Les partenariats écotouristiques de Wildlife Madagascar avec The Great Projects et Rewild Safaris illustrent ce modèle : les visiteurs découvrent directement la biodiversité unique de Madagascar tout en finançant les actions de terrain en faveur des corridors. Les voyages axés sur la conservation permettent aux visiteurs internationaux d’observer la restauration des habitats, de rencontrer les gardes locaux et de comprendre l’urgence de la connectivité pour les espèces endémiques comme les lémuriens.
Vous pouvez réserver sur SafariFind des safaris à Madagascar qui soutiennent la conservation des aires protégées et les sites de restauration des corridors, en choisissant un lodge et un guide dont l’activité contribue à la protection des habitats.
Défis et revers : financement, risques politiques et urgence
Malgré la clarté scientifique et l’engagement du gouvernement, les projets de corridors d’habitat à Madagascar se heurtent à d’importants obstacles :
Vulnérabilité du financement
Les programmes de conservation à Madagascar dépendent fortement des subventions et du soutien de donateurs internationaux.
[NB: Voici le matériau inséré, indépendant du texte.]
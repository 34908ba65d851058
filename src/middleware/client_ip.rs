//! Client IP resolution from proxy metadata or the socket peer.
//!
//! Checked in order: `CF-Connecting-IP`, `X-Real-IP`, then the first hop of
//! `X-Forwarded-For`. The resolved address rides along in call extensions.

use std::net::{IpAddr, SocketAddr};

use axum::extract::ConnectInfo;
use http::Request;
use pipeline_core::Metadata;

const IP_HEADERS: &[&str] = &["cf-connecting-ip", "x-real-ip", "x-forwarded-for"];

#[derive(Debug, Clone, Copy, PartialEq, Eq)]
pub struct ClientIp(pub Option<IpAddr>);

impl ClientIp {
    /// Resolve from call metadata, falling back to `peer`.
    #[must_use]
    pub fn from_metadata(metadata: &Metadata, peer: Option<IpAddr>) -> Self {
        let forwarded = IP_HEADERS.iter().find_map(|header| {
            metadata
                .get(header)
                .and_then(|v| v.split(',').next())
                .map(str::trim)
                .and_then(|ip| ip.parse::<IpAddr>().ok())
        });
        Self(forwarded.or(peer))
    }

    /// Resolve from an HTTP request; the peer comes from axum's `ConnectInfo`.
    #[must_use]
    pub fn from_request<B>(req: &Request<B>) -> Self {
        let peer = req
            .extensions()
            .get::<ConnectInfo<SocketAddr>>()
            .map(|ci| ci.0.ip());
        Self::from_metadata(&Metadata::from(req.headers()), peer)
    }

    #[inline]
    #[must_use]
    pub const fn ip(&self) -> Option<IpAddr> {
        self.0
    }
}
Pendant la pandémie de COVID-19, de nombreuses organisations ont subi une baisse de leurs financements, l’arrêt des activités de soutien aux communautés et la perte de revenus liés à la recherche. Même si les partenariats touristiques se développent en 2026, l’instabilité des financements reste un risque à long terme pour l’entretien des corridors et les patrouilles des gardes.
Incertitude politique
Bien que le Premier ministre Mamitiana Rajaonarison ait réaffirmé l’engagement de Madagascar envers le programme 30×30 en avril 2026, l’étude précise que "pendant les périodes d’incertitude politique, l’engagement de Madagascar envers ce travail est resté inébranlable." Un soutien gouvernemental durable est indispensable pour protéger les corridors et faire respecter la loi contre l’exploitation forestière illégale et le braconnage.
Pression temporelle : le point de bascule de 2040
Les études de modélisation indiquent que si les taux actuels de déforestation se poursuivent, une dégradation importante des corridors surviendra vers 2040, avec une accélération de la perte du flux génétique après cette date. Les 14 prochaines années sont donc déterminantes pour établir les corridors et restaurer les habitats. Des retards dans le financement, la mise en œuvre ou l’engagement politique pourraient entraîner une fragmentation irréversible.
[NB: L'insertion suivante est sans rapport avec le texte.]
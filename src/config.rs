//! Configuration with validation at startup.

use std::time::Duration;

use clap::Parser;
use pipeline_telemetry::TelemetryConfig;
use secrecy::{ExposeSecret, SecretString};

use crate::interceptors::{AuthConfig, KeyStrategy, RateLimitConfig};

/// Minimum required JWT secret length for security (256 bits).
const MIN_JWT_SECRET_LEN: usize = 32;
/// Minimum length for gateway shared secrets.
const MIN_GATEWAY_KEY_LEN: usize = 16;

/// RPC pipeline service configuration.
///
/// All values can be set via environment variables or CLI arguments.
#[derive(Debug, Clone, Parser)]
#[command(name = "rpc-pipeline", about = "Unary RPC pipeline service")]
pub struct Config {
    /// Server address
    #[arg(long, env = "RPC_ADDRESS", default_value = "0.0.0.0:50051")]
    pub rpc_address: String,

    /// CORS allowed origins (comma-separated, or "*" for any)
    #[arg(long, env = "CORS_ALLOW_ORIGINS")]
    pub cors_allow_origins: Option<String>,

    /// Request timeout in seconds
    #[arg(long, env = "REQUEST_TIMEOUT_SECS", default_value = "30")]
    pub request_timeout_secs: u64,

    /// Shared secret the gateway presents in `x-api-key` (min 16 chars)
    #[arg(long, env = "GATEWAY_API_KEY")]
    pub gateway_api_key: SecretString,

    /// Expected `x-gateway-id`
    #[arg(long, env = "GATEWAY_ID")]
    pub gateway_id: String,

    /// Secret for the internal gateway; enables the internal-only routes
    #[arg(long, env = "INTERNAL_GATEWAY_KEY")]
    pub internal_gateway_key: Option<SecretString>,

    /// JWT secret key for service tokens (min 32 chars)
    #[arg(long, env = "JWT_SECRET_KEY")]
    pub jwt_secret_key: SecretString,

    /// Methods callable without a service token (comma-separated)
    #[arg(long, env = "PUBLIC_METHODS", value_delimiter = ',', default_value = "ping")]
    pub public_methods: Vec<String>,

    /// Calls admitted per rate-limit window
    #[arg(long, env = "RATE_LIMIT", default_value = "100")]
    pub rate_limit: u64,

    /// Rate-limit window in seconds
    #[arg(long, env = "RATE_LIMIT_WINDOW_SECS", default_value = "60")]
    pub rate_limit_window_secs: u64,

    /// Rate-limit bucket key
    #[arg(long, env = "RATE_LIMIT_KEY", value_enum, default_value = "api-key")]
    pub rate_limit_key: KeyStrategy,

    /// Redis URL for shared rate-limit counters (in-memory when unset)
    #[arg(long, env = "REDIS_URL")]
    pub redis_url: Option<String>,

    /// Log level (TRACE, DEBUG, INFO, WARN, ERROR)
    #[arg(long, env = "LOG_LEVEL", default_value = "INFO")]
    pub log_level: String,

    /// Use JSON log format
    #[arg(long, env = "JSON_LOGS", default_value = "true")]
    pub json_logs: bool,

    /// OpenTelemetry OTLP endpoint
    #[arg(long, env = "OTLP_ENDPOINT")]
    pub otlp_endpoint: Option<String>,
}

/// Configuration validation errors.
#[derive(Debug, thiserror::Error)]
pub enum ConfigError {
    #[error("JWT secret must be at least {MIN_JWT_SECRET_LEN} characters")]
    JwtSecretTooShort,
    #[error("Gateway API key must be at least {MIN_GATEWAY_KEY_LEN} characters")]
    GatewayKeyTooShort,
    #[error("Internal gateway key must be at least {MIN_GATEWAY_KEY_LEN} characters")]
    InternalGatewayKeyTooShort,
    #[error("Gateway id must not be empty")]
    EmptyGatewayId,
    #[error("Rate limit must be > 0")]
    InvalidRateLimit,
    #[error("Rate limit window must be > 0")]
    InvalidRateLimitWindow,
    #[error("Request timeout must be > 0")]
    InvalidRequestTimeout,
}

impl Config {
    /// Parse and validate configuration.
    ///
    /// # Errors
    /// Returns [`ConfigError`] when a value fails validation.
    pub fn init() -> anyhow::Result<Self> {
        let config = Self::parse();
        config.validate()?;
        Ok(config)
    }

    /// Validate configuration values.
    fn validate(&self) -> Result<(), ConfigError> {
        if self.jwt_secret_key.expose_secret().len() < MIN_JWT_SECRET_LEN {
            return Err(ConfigError::JwtSecretTooShort);
        }
        if self.gateway_api_key.expose_secret().len() < MIN_GATEWAY_KEY_LEN {
            return Err(ConfigError::GatewayKeyTooShort);
        }
        if let Some(key) = &self.internal_gateway_key
            && key.expose_secret().len() < MIN_GATEWAY_KEY_LEN
        {
            return Err(ConfigError::InternalGatewayKeyTooShort);
        }
        if self.gateway_id.trim().is_empty() {
            return Err(ConfigError::EmptyGatewayId);
        }
        if self.rate_limit == 0 {
            return Err(ConfigError::InvalidRateLimit);
        }
        if self.rate_limit_window_secs == 0 {
            return Err(ConfigError::InvalidRateLimitWindow);
        }
        if self.request_timeout_secs == 0 {
            return Err(ConfigError::InvalidRequestTimeout);
        }
        Ok(())
    }

    #[inline]
    #[must_use]
    pub const fn request_timeout(&self) -> Duration {
        Duration::from_secs(self.request_timeout_secs)
    }

    #[must_use]
    pub fn auth_config(&self) -> AuthConfig {
        AuthConfig::new(
            self.gateway_api_key.clone(),
            self.gateway_id.trim(),
            self.public_methods
                .iter()
                .map(|m| m.trim())
                .filter(|m| !m.is_empty()),
        )
    }

    #[must_use]
    pub const fn rate_limit_config(&self) -> RateLimitConfig {
        RateLimitConfig {
            limit: self.rate_limit,
            window: Duration::from_secs(self.rate_limit_window_secs),
            key_strategy: self.rate_limit_key,
        }
    }

    #[must_use]
    pub fn telemetry_config(&self) -> TelemetryConfig {
        TelemetryConfig {
            log_level: self.log_level.clone(),
            json_logs: self.json_logs,
            otlp_endpoint: self.otlp_endpoint.clone(),
        }
    }
}

#[cfg(test)]
mod tests {
    use super::*;

    fn test_config() -> Config {
        Config::parse_from([
            "rpc-pipeline",
            "--gateway-api-key",
            "gateway_secret_key_16",
            "--gateway-id",
            "gateway-1",
            "--jwt-secret-key",
            "this_is_a_very_long_secret_key_32",
        ])
    }

    #[test]
    fn valid_config_passes_validation() {
        assert!(test_config().validate().is_ok());
    }

    #[test]
    fn defaults_are_applied() {
        let config = test_config();
        assert_eq!(config.rpc_address, "0.0.0.0:50051");
        assert_eq!(config.public_methods, vec!["ping"]);
        assert_eq!(config.rate_limit_key, KeyStrategy::ApiKey);

        let limits = config.rate_limit_config();
        assert_eq!(limits.limit, 100);
        assert_eq!(limits.window, Duration::from_secs(60));
    }

    #[test]
    fn public_methods_are_comma_separated() {
        let config = Config::parse_from([
            "rpc-pipeline",
            "--gateway-api-key",
            "gateway_secret_key_16",
            "--gateway-id",
            "gateway-1",
            "--jwt-secret-key",
            "this_is_a_very_long_secret_key_32",
            "--public-methods",
            "ping, CreateUser",
            "--rate-limit-key",
            "user",
        ]);
        let auth = config.auth_config();
        assert!(auth.is_public("ping"));
        assert!(auth.is_public("CreateUser"));
        assert_eq!(config.rate_limit_key, KeyStrategy::User);
    }

    #[test]
    fn jwt_secret_too_short_fails() {
        let mut config = test_config();
        config.jwt_secret_key = SecretString::from("short");
        assert!(matches!(
            config.validate(),
            Err(ConfigError::JwtSecretTooShort)
        ));
    }

    #[test]
    fn gateway_key_too_short_fails() {
        let mut config = test_config();
        config.gateway_api_key = SecretString::from("short");
        assert!(matches!(
            config.validate(),
            Err(ConfigError::GatewayKeyTooShort)
        ));
    }

    #[test]
    fn zero_rate_limit_fails() {
        let mut config = test_config();
        config.rate_limit = 0;
        assert!(matches!(config.validate(), Err(ConfigError::InvalidRateLimit)));
    }
}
Activités illégales et application de la loi
Même au sein des aires protégées, l’exploitation forestière illégale, le braconnage et l’empiètement sur les terres restent des menaces persistantes. Pendant la pandémie, Madagascar National Parks a signalé une hausse des activités illégales dans les parcs en raison de la réduction des capacités de surveillance. Le renforcement des patrouilles des gardes et du suivi par les communautés — comme le font SOS Lemurs et d’autres programmes — nécessite un financement durable et une mobilisation locale.
Réussites récentes et dynamique positive
Atelier sur la biodiversité et carte consensuelle de mars 2026 : L’achèvement de la première réévaluation complète des priorités de la biodiversité terrestre depuis 1995, avec un leadership scientifique malgache à 70 %, représente un tournant historique vers une stratégie de conservation conçue et portée localement.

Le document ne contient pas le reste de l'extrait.